**Activity:** From the line with "ink dynamics and" to the line with "does not re-segment.", retype every line exactly, including those two, and leave out the rest of the data below.

**Data entries:**

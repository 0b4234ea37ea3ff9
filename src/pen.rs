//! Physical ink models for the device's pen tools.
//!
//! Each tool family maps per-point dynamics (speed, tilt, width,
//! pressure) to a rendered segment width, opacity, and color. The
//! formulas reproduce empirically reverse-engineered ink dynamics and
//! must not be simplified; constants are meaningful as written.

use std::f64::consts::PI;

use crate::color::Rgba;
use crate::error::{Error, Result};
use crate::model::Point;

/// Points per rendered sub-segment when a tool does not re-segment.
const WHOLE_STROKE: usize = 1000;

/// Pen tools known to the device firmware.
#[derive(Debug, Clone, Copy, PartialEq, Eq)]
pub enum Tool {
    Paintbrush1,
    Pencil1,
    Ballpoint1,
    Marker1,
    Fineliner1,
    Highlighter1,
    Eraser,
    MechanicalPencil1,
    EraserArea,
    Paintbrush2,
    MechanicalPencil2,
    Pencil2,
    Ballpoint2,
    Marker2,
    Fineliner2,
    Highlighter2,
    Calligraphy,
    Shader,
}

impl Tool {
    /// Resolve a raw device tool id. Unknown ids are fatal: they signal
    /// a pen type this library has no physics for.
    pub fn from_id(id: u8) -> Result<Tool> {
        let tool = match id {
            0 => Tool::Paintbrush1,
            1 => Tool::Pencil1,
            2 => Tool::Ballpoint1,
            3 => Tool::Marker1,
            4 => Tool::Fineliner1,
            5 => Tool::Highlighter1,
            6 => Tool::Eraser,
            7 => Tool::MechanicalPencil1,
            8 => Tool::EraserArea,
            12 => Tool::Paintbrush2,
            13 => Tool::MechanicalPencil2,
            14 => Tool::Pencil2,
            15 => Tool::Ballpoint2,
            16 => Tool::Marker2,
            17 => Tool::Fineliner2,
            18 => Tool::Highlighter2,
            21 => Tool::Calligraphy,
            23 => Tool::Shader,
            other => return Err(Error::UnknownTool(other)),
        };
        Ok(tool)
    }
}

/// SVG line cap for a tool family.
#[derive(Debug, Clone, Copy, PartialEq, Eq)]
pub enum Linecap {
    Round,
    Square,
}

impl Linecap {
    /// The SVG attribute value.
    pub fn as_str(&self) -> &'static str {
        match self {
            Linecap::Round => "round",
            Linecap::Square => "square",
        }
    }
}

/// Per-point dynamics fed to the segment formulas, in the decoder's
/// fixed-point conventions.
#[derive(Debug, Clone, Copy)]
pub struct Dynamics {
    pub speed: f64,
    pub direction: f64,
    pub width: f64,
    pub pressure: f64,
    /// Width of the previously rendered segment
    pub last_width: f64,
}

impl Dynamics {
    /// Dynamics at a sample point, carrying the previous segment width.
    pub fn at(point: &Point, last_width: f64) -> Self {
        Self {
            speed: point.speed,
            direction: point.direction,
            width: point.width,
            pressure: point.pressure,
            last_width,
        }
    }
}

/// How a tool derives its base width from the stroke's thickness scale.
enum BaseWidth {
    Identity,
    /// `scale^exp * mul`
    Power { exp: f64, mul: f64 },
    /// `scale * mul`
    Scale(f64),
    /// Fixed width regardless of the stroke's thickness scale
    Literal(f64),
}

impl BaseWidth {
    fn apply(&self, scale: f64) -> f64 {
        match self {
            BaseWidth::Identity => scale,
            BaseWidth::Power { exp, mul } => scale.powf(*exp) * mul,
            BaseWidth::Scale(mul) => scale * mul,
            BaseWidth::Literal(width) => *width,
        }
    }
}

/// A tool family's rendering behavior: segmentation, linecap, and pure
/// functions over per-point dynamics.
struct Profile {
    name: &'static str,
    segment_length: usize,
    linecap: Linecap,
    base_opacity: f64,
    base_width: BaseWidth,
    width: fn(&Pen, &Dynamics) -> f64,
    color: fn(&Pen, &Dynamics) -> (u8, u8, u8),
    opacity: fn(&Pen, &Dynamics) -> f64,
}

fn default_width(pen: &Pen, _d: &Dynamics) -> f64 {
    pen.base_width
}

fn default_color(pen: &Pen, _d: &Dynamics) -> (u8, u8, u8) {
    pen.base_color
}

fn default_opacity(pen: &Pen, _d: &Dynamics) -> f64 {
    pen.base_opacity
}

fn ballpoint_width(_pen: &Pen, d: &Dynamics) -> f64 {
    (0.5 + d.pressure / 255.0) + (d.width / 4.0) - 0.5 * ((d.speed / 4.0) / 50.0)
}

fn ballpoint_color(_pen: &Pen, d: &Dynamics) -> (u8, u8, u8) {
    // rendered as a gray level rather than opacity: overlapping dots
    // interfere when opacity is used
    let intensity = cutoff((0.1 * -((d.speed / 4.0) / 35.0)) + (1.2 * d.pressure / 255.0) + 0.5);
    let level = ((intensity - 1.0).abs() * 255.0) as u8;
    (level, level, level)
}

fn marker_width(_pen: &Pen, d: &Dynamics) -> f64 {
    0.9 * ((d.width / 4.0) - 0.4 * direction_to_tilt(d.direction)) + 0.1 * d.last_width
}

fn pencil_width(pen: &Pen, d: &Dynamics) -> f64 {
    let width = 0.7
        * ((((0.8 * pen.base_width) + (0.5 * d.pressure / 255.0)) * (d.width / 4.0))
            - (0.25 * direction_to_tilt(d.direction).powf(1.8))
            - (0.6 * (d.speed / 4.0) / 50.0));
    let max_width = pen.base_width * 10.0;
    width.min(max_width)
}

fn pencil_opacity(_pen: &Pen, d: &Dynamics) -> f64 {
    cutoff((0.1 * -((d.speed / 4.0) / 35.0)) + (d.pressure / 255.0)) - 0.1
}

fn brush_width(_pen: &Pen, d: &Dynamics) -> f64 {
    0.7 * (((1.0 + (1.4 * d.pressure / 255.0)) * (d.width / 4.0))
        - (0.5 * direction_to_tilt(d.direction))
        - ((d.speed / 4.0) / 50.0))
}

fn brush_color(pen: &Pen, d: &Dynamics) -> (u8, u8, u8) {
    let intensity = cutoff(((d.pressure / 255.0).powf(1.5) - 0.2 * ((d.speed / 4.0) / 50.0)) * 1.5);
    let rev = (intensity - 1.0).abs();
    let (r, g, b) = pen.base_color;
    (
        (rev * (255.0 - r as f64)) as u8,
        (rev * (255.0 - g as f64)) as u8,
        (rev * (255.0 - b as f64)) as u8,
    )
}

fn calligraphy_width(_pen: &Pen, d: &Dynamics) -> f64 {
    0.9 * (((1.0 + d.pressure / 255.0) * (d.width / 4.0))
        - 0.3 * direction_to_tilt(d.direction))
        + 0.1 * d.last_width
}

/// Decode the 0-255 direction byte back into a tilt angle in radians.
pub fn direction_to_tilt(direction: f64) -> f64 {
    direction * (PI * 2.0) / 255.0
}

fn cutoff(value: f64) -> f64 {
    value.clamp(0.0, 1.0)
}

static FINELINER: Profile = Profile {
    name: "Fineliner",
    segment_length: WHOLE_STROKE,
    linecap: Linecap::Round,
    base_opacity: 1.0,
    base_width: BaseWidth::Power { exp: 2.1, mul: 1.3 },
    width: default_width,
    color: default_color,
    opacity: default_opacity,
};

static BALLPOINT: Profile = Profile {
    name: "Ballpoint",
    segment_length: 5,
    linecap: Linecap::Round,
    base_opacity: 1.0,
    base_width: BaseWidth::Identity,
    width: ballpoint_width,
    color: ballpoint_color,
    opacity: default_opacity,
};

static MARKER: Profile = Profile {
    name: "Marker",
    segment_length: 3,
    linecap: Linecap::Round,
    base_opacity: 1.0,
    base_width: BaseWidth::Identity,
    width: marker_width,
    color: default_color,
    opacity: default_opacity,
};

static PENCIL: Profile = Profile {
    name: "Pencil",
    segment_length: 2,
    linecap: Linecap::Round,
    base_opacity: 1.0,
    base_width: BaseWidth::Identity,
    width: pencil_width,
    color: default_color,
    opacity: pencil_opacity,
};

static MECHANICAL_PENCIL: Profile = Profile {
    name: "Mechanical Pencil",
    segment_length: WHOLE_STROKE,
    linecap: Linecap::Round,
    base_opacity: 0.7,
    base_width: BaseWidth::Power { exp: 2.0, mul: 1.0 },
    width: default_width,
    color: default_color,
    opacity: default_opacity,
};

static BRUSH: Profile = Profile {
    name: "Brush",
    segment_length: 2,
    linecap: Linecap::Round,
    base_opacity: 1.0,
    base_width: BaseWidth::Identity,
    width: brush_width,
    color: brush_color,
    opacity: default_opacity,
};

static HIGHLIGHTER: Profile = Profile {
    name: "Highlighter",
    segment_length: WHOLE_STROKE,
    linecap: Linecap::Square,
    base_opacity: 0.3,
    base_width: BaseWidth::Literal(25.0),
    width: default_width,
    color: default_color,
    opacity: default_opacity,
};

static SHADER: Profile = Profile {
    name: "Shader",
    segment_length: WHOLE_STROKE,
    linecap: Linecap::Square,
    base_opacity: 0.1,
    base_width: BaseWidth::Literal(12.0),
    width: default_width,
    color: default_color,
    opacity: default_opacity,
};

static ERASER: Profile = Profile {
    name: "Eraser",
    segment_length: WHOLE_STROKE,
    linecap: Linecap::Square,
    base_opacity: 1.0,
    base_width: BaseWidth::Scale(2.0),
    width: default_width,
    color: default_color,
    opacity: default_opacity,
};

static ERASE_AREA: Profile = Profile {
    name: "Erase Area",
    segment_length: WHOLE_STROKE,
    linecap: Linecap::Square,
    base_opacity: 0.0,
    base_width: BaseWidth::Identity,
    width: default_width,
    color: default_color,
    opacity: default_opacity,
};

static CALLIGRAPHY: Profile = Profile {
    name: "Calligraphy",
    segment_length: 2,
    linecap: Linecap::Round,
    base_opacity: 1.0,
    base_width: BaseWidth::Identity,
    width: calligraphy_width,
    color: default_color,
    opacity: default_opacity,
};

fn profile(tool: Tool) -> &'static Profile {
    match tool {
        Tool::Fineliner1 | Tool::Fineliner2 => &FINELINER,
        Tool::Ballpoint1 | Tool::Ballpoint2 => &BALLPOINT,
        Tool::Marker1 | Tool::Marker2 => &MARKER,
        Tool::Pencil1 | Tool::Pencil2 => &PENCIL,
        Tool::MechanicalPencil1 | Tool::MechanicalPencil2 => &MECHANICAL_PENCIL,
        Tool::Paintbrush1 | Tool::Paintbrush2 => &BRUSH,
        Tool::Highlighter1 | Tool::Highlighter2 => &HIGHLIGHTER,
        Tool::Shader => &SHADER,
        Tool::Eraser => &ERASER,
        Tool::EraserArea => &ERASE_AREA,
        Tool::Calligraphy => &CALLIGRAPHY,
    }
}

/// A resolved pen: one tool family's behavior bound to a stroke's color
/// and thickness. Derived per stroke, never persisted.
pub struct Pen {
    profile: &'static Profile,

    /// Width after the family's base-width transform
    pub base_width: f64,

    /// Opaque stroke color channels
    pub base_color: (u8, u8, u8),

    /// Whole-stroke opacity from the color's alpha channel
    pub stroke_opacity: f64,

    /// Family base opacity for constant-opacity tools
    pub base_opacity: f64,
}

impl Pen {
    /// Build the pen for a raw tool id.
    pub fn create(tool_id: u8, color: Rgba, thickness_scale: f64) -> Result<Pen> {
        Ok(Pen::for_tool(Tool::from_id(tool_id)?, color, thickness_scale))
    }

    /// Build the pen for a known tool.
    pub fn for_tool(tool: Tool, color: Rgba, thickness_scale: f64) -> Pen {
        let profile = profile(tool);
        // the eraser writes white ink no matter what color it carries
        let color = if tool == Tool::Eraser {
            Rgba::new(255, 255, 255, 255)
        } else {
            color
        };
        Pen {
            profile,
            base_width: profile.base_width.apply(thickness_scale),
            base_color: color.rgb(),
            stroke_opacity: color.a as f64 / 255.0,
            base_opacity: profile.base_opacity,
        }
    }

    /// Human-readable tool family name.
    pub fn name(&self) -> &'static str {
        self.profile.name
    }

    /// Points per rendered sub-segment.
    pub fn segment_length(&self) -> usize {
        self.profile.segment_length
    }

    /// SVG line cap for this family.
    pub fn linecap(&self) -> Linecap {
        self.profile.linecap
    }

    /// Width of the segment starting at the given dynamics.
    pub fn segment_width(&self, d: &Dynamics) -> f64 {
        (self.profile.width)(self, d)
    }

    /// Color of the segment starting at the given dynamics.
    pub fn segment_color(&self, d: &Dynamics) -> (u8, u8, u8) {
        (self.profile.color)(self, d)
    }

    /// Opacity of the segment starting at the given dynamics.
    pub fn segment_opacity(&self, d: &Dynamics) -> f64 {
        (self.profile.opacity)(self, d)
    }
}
---
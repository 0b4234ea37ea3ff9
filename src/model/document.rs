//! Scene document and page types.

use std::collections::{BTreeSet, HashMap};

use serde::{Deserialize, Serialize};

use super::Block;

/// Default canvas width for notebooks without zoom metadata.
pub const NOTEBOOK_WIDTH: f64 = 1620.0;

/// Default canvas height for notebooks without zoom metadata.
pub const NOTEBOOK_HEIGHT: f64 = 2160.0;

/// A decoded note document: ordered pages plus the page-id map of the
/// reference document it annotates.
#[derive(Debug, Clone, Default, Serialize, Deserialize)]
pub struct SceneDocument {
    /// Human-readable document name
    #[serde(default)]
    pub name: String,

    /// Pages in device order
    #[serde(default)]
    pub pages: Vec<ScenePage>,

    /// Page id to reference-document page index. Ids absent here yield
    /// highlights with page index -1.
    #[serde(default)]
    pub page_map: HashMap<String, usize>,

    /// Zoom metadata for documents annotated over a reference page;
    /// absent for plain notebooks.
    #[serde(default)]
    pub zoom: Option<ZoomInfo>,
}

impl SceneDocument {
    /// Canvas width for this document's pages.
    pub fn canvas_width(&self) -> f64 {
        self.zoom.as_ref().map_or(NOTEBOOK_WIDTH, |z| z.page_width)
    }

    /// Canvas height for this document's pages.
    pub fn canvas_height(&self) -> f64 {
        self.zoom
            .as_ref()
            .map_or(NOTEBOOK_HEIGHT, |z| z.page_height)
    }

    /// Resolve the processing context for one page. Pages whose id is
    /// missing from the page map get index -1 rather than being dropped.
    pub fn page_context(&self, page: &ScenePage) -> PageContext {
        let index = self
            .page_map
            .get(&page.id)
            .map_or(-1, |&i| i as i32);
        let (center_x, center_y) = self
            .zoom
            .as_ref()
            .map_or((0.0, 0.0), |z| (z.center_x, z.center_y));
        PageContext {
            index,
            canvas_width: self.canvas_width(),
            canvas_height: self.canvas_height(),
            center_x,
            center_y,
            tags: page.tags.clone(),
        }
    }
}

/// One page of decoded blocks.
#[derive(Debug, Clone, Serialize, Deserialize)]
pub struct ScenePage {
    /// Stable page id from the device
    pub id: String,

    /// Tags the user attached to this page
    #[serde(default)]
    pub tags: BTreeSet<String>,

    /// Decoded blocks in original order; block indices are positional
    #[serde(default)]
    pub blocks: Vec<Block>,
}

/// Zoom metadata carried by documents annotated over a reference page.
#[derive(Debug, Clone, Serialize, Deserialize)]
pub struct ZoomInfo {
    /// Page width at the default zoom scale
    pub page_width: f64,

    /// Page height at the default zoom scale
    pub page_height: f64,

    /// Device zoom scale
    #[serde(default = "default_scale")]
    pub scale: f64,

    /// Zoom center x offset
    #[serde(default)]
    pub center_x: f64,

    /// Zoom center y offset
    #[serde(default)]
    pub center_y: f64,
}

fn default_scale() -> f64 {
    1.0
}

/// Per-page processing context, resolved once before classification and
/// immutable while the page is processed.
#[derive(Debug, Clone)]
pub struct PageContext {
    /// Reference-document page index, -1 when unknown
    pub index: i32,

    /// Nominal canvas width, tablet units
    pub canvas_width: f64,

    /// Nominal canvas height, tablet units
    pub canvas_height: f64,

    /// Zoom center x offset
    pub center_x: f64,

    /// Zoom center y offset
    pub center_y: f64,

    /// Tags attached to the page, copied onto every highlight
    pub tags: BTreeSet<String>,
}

**Result for this exercise:**
//! formulas reproduce empirically reverse-engineered ink dynamics and
//! must not be simplified; constants are meaningful as written.

use std::f64::consts::PI;

use crate::color::Rgba;
use crate::error::{Error, Result};
use crate::model::Point;

/// Points per rendered sub-segment when a tool does not re-segment.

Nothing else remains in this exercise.